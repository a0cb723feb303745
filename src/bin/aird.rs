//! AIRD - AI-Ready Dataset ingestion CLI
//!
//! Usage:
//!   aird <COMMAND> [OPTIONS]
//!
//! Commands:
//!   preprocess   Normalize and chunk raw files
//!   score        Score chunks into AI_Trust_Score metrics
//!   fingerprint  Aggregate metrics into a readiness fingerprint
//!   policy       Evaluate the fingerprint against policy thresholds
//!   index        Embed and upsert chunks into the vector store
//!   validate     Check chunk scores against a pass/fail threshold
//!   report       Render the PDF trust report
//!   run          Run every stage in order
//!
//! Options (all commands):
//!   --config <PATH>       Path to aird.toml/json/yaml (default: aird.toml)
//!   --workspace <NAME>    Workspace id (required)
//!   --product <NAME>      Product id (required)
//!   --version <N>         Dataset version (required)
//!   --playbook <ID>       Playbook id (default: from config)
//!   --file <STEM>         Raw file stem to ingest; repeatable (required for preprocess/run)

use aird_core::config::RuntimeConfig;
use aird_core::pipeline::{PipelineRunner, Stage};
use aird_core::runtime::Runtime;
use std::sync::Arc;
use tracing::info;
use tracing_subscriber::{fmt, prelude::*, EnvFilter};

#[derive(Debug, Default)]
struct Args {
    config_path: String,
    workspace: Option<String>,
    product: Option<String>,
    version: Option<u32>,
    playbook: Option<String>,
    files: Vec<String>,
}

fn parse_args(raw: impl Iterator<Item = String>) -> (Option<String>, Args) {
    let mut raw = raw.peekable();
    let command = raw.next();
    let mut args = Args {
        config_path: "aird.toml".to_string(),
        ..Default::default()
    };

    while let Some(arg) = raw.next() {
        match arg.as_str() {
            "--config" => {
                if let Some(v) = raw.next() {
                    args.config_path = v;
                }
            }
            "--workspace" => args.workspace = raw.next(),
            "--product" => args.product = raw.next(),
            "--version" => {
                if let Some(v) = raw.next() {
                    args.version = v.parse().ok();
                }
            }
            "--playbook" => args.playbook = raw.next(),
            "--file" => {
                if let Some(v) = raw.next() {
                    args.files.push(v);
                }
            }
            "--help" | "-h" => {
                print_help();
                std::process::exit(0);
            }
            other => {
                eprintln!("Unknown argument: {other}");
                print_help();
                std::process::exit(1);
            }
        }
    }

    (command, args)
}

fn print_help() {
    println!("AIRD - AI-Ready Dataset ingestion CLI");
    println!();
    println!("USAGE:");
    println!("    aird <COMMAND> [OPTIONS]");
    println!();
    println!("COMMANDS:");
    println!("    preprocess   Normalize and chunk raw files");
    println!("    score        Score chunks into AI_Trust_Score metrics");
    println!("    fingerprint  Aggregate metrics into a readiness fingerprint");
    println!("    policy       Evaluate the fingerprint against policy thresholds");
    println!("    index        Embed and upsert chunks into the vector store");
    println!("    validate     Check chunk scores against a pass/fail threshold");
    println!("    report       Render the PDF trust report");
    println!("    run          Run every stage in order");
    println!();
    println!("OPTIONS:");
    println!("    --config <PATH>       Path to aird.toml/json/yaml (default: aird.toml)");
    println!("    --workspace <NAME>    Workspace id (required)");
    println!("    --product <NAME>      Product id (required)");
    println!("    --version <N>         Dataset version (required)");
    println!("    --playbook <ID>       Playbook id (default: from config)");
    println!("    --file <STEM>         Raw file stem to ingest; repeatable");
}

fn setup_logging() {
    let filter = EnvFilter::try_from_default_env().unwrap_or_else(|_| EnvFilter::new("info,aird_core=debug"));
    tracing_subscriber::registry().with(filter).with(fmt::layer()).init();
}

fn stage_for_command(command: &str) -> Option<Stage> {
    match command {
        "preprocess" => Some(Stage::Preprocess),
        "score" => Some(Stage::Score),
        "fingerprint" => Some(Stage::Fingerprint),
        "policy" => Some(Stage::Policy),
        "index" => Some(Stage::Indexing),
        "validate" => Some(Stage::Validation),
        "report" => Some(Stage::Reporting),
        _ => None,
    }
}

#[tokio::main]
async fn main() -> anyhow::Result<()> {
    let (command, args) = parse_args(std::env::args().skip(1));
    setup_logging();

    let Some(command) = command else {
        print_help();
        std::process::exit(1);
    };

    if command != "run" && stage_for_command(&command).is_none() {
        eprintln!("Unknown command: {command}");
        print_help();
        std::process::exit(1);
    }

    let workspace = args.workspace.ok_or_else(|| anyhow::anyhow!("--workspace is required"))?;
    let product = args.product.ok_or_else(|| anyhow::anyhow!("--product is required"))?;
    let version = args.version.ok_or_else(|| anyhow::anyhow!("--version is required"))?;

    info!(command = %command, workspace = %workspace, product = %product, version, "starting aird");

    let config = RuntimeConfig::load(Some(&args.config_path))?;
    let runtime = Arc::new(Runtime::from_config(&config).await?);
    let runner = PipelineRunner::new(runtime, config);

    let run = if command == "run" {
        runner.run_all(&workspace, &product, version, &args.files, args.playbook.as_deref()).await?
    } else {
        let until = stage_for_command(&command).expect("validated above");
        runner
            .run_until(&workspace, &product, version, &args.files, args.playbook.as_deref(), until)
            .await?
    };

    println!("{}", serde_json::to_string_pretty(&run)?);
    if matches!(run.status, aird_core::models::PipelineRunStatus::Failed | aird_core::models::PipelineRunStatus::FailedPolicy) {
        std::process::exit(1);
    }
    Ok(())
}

..........

Exercise: Which lines above include the word "Aggregate"? Pick them out and copy them.

Task answer:
//!   fingerprint  Aggregate metrics into a readiness fingerprint
    println!("    fingerprint  Aggregate metrics into a readiness fingerprint");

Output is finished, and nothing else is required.